Run probabilistic entity resolution across biographic, behavioral, and biometric features using tools such as Senzing. Handle name transliteration, DOB variation, and fuzzy address matching like the working scientist you are.

Apply LLM-based Named Entity Recognition and relationship extraction to unstructured field text and quantify whether the extracted edges actually change the graph (rather than just adding noise that looks impressive in a deck).

Wrangle messy data and recommend supplemental, de-identified data sources that would enrich the analysis, and document the case for each recommendation so the customer’s privacy and legal teams can make an informed call.

Document everything so the customer can rerun it after you’re gone. Reproducibility is a hard acceptance criterion here, not a “nice to have.”

Hold the line on rigor: confidence intervals on everything, null findings documented with the same care as positive ones, and zero appetite for dashboard theater.

An active DHS Public Trust clearance at time of hire.

7+ years of applied data science experience, with at least 2 years that included graph analytics or network analysis as a primary tool, not a side dish.

Strong production-grade Python: pandas, NumPy, scikit-learn, networkx (or graph-tool / igraph), and at least one GNN library such as PyTorch Geometric or DGL.

Real-world experience with probabilistic record linkage / entity resolution - Senzing, dedupe, FEBRL, Magellan, or a homegrown Fellegi-Sunter implementation you’d be willing to defend in a code review.

Comfort working without labels. Anomaly detection, positive-unlabeled learning, isolation forests, autoencoders. You know how to evaluate a model when there’s no clean ground truth to compare it to.

Interpretability discipline: SHAP, feature importance, partial dependence plots, and the wisdom to pick the simpler model when it’s the right one.

LLM application experience beyond prompt-and-pray. Entity and relationship extraction on real text, with real evaluation of extraction quality.

Statistical maturity: someone who knows what a power analysis is, why a confidence interval matters, and why p-hacking is bad even when nobody is checking.

Comfort presenting technical findings to non-technical operational stakeholders without losing the nuance.

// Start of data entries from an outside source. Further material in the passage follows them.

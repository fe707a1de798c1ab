//! Pixel commands.
//!
//! Each method validates and clamps its arguments, then sends exactly one
//! command. All of them except [`Session::get_pixel_count`] fail with
//! [`Error::NotReady`](crate::Error::NotReady) and send nothing unless the
//! handshake has completed.

use tracing::debug;

use crate::error::Result;
use crate::protocol::{AutoShow, Color, Command, ShiftDirection, color_limit};

use super::Session;

// ============================================================================
// Session - Pixels
// ============================================================================

impl Session {
    /// Turns every pixel off.
    ///
    /// # Errors
    ///
    /// Returns an error if the session is not ready.
    pub fn clear_pixels(&self) -> Result<()> {
        self.send_command(Command::Clear)
    }

    /// Sets every pixel to one color. Channels are clamped to `[0, 255]`.
    ///
    /// # Errors
    ///
    /// Returns an error if the session is not ready.
    pub fn set_pixels(&self, red: f64, green: f64, blue: f64) -> Result<()> {
        self.send_command(Command::SetPixels(Color::clamped(red, green, blue)))
    }

    /// Sets one pixel. Channels are clamped to `[0, 255]`.
    ///
    /// The index must satisfy `0 <= index <= virtual pixel count`. The upper
    /// bound is inclusive, matching what the controller firmware accepts.
    /// Fractional indices are truncated after the range check.
    ///
    /// Returns `false` without sending anything if the index is out of range.
    ///
    /// # Errors
    ///
    /// Returns an error if the session is not ready.
    pub fn set_pixel(&self, index: f64, red: f64, green: f64, blue: f64) -> Result<bool> {
        let state = self.inner.state.lock();
        let connection = state.ready_connection()?;

        let limit = state.virtual_pixel_count;
        if !(0.0..=f64::from(limit)).contains(&index) {
            debug!(index, limit, "Pixel index out of range, ignoring");
            return Ok(false);
        }

        let command = Command::SetPixel {
            index: index as u32,
            color: Color::clamped(red, green, blue),
        };
        connection.send_text(command.to_string())?;

        Ok(true)
    }

    /// Switches automatic refresh on or off.
    ///
    /// Accepts an [`AutoShow`], a `bool`, or a localized menu label
    /// (`"On"` / `"Aan"` mean on, anything else means off).
    ///
    /// # Errors
    ///
    /// Returns an error if the session is not ready.
    pub fn auto_show(&self, mode: impl Into<AutoShow>) -> Result<()> {
        self.send_command(Command::AutoShow(mode.into()))
    }

    /// Pushes buffered changes to the strip.
    ///
    /// # Errors
    ///
    /// Returns an error if the session is not ready.
    pub fn show(&self) -> Result<()> {
        self.send_command(Command::Show)
    }

    /// Shifts the strip contents by one pixel.
    ///
    /// Accepts a [`ShiftDirection`] or a localized menu label
    /// (`"Left"` / `"Links"` mean left, anything else means right).
    ///
    /// # Errors
    ///
    /// Returns an error if the session is not ready.
    pub fn shift_pixels(&self, direction: impl Into<ShiftDirection>) -> Result<()> {
        self.send_command(Command::Shift(direction.into()))
    }

    /// Dims all pixels. The amount is rounded up, then clamped to `[0, 255]`.
    ///
    /// # Errors
    ///
    /// Returns an error if the session is not ready.
    pub fn dim(&self, amount: f64) -> Result<()> {
        self.send_command(Command::Dim(color_limit(amount.ceil())))
    }

    /// Restricts addressing to the first `count` pixels.
    ///
    /// The count is truncated and bounded to `[1, physical pixel count]`.
    /// Returns the count that was applied.
    ///
    /// # Errors
    ///
    /// Returns an error if the session is not ready.
    pub fn set_pixel_count(&self, count: f64) -> Result<u32> {
        let mut state = self.inner.state.lock();
        let connection = state.ready_connection()?;

        let applied = clamp_pixel_count(count, state.physical_pixel_count);
        connection.send_text(Command::SetVirtualPixels(applied).to_string())?;
        state.virtual_pixel_count = applied;

        debug!(requested = count, applied, "Virtual pixel count set");
        Ok(applied)
    }

    /// Returns the virtual pixel count. Never touches the network.
    ///
    /// 0 when no handshake has completed since the last disconnect.
    #[must_use]
    pub fn get_pixel_count(&self) -> u32 {
        self.inner.state.lock().virtual_pixel_count
    }
}

// ============================================================================
// Helpers
// ============================================================================

/// Truncates `requested` and bounds it to `[1, physical]`. NaN yields 1.
fn clamp_pixel_count(requested: f64, physical: u32) -> u32 {
    // Saturating cast; NaN becomes 0 and is lifted to 1 below.
    let truncated = requested as i64;
    truncated.clamp(1, i64::from(physical.max(1))) as u32
}

// ============================================================================
// Tests
// ============================================================================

Reproducibility hygiene to ship code that someone else can actually rerun: version control, parameterized pipelines, deterministic seeds, pinned dependencies, READMEs that work

Published research, open-source contributions, or conference talks in entity resolution, graph ML, or applied causal inference.

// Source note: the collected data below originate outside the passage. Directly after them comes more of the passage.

//! OWLS text protocol.
//!
//! This module defines the message format exchanged with the pixel
//! controller.
//!
//! # Protocol Overview
//!
//! | Message | Direction | Purpose |
//! |---------|-----------|---------|
//! | [`Command`] | Client → Controller | One text command per message |
//! | Handshake reply | Controller → Client | Physical pixel count, once |
//!
//! Commands are fire-and-forget. The only inbound message is the reply
//! to `init`.
//!
//! # Modules
//!
//! | Module | Description |
//! |--------|-------------|
//! | `color` | Color triple and channel clamping |
//! | `command` | Command definitions and menu label parsing |
//! | `handshake` | Pixel count reply parsing |

// ============================================================================
// Submodules
// ============================================================================

/// Color triple and channel clamping.
pub mod color;

/// Command definitions.
pub mod command;

/// Handshake reply parsing.
pub mod handshake;

// ============================================================================
// Re-exports
// ============================================================================

pub use color::{Color, color_limit};
pub use command::{AutoShow, Command, ShiftDirection};
pub use handshake::{ReadyData, parse_pixel_count};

Knowledge of commercial data sources like LexisNexis, Transunion, Babel Street, etc

A track record of standing in front of federal subject matter experts and walking them through a null result without flinching.

A reputation among teammates as the person who finds the bug in the pipeline before it hits the deliverable.

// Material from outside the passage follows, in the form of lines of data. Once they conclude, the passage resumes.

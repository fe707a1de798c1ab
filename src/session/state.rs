//! Session status and pixel shadow state.

// ============================================================================
// Imports
// ============================================================================

use serde::Serialize;

use crate::error::{Error, Result};
use crate::transport::Connection;

// ============================================================================
// Status
// ============================================================================

/// Session status as reported to the host.
///
/// Serializes as its numeric code.
#[derive(Debug, Clone, Copy, PartialEq, Eq, Hash, Serialize)]
#[serde(into = "u8")]
pub enum Status {
    /// No completed handshake. Shown as a yellow indicator.
    NotReady,
    /// Handshake completed, commands accepted. Shown as a green indicator.
    Ready,
}

impl Status {
    /// Returns the host's numeric status code.
    #[inline]
    #[must_use]
    pub const fn code(self) -> u8 {
        match self {
            Self::NotReady => 1,
            Self::Ready => 2,
        }
    }

    /// Returns the host's textual status.
    #[inline]
    #[must_use]
    pub const fn message(self) -> &'static str {
        match self {
            Self::NotReady => "not_ready",
            Self::Ready => "ready",
        }
    }
}

impl From<Status> for u8 {
    #[inline]
    fn from(status: Status) -> Self {
        status.code()
    }
}

// ============================================================================
// StatusReport
// ============================================================================

/// Snapshot of `(status, message)` for the host's status query.
///
/// # Format
///
/// ```json
/// { "status": 2, "msg": "ready" }
/// ```
#[derive(Debug, Clone, Copy, PartialEq, Eq, Serialize)]
pub struct StatusReport {
    /// Current status.
    pub status: Status,
    /// Text matching `status`.
    pub msg: &'static str,
}

impl From<Status> for StatusReport {
    #[inline]
    fn from(status: Status) -> Self {
        Self {
            status,
            msg: status.message(),
        }
    }
}

// ============================================================================
// Phase
// ============================================================================

/// Connection lifecycle phase.
#[derive(Debug, Clone, Copy, Default, PartialEq, Eq)]
pub(crate) enum Phase {
    /// No transport.
    #[default]
    Disconnected,
    /// Transport open, `init` sent, waiting for the pixel count.
    Connecting,
    /// Handshake completed.
    Ready,
}

// ============================================================================
// SessionState
// ============================================================================

/// Mutable session state, guarded by the session mutex.
///
/// `virtual_pixel_count <= physical_pixel_count` always holds, and both are
/// at least 1 while `phase` is `Ready`.
#[derive(Default)]
pub(crate) struct SessionState {
    /// Lifecycle phase.
    pub phase: Phase,
    /// Active transport; present while connecting or ready.
    pub connection: Option<Connection>,
    /// Bumped whenever the current connection is replaced or dropped.
    pub epoch: u64,
    /// LEDs on the strip, from the handshake.
    pub physical_pixel_count: u32,
    /// Addressable window size.
    pub virtual_pixel_count: u32,
}

impl SessionState {
    /// Returns the host-facing status.
    #[inline]
    pub fn status(&self) -> Status {
        if self.phase == Phase::Ready && self.connection.is_some() {
            Status::Ready
        } else {
            Status::NotReady
        }
    }

    /// Returns the connection if the handshake has completed.
    pub fn ready_connection(&self) -> Result<&Connection> {
        match (self.phase, self.connection.as_ref()) {
            (Phase::Ready, Some(connection)) => Ok(connection),
            _ => Err(Error::NotReady),
        }
    }

    /// Starts a new connection attempt, returning the previous connection.
    pub fn begin_connect(&mut self) -> (u64, Option<Connection>) {
        let previous = self.detach();
        self.physical_pixel_count = 0;
        self.virtual_pixel_count = 0;
        (self.epoch, previous)
    }

    /// Completes the handshake.
    pub fn mark_ready(&mut self, pixel_count: u32) {
        self.phase = Phase::Ready;
        self.physical_pixel_count = pixel_count;
        self.virtual_pixel_count = pixel_count;
    }

    /// Drops the connection and clears the pixel counts.
    pub fn reset(&mut self) -> Option<Connection> {
        let connection = self.detach();
        self.physical_pixel_count = 0;
        self.virtual_pixel_count = 0;
        connection
    }

    /// Drops the connection, keeping the pixel counts.
    pub fn detach(&mut self) -> Option<Connection> {
        self.epoch = self.epoch.wrapping_add(1);
        self.phase = Phase::Disconnected;
        self.connection.take()
    }
}

// ============================================================================
// Tests
// ============================================================================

Even if you don’t meet 100% of the qualifications, we encourage you to apply. At Skyward, we’re focused on hiring individuals with the right skills and passion to grow, not just checking off every box.

Medical, dental, vision insurance (fully paid for employees)

15 days of paid leave

7 days of sick leave

2 days bereavement leave

11 paid Federal holidays

Up to 40 hours for jury duty

401K with 4% employer contribution (and no vesting period)

Up to 4 weeks of paid paternity and maternity leave

Company provided laptop

$5,000 per year for professional development

$600 per year for technical supplies and equipment

$2,000 referral bonus

Life and disability insurance

HSA and FSA

Legal Shield and ID Shield Voluntary Benefits

Opportunity to work in a collaborative, motivated team focused on modernizing government services with cutting-edge technology and innovative solutions. Who says government work can't be exciting!

At Skyward, we support flexible working hours and remote opportunities to help maintain a healthy work-life balance for all employees.

Offers of employment with Skyward are contingent upon acceptable results of a background investigation.

Applicants must have the ability to obtain and maintain a Public Trust security clearance due to the nature of our work as a government contractor.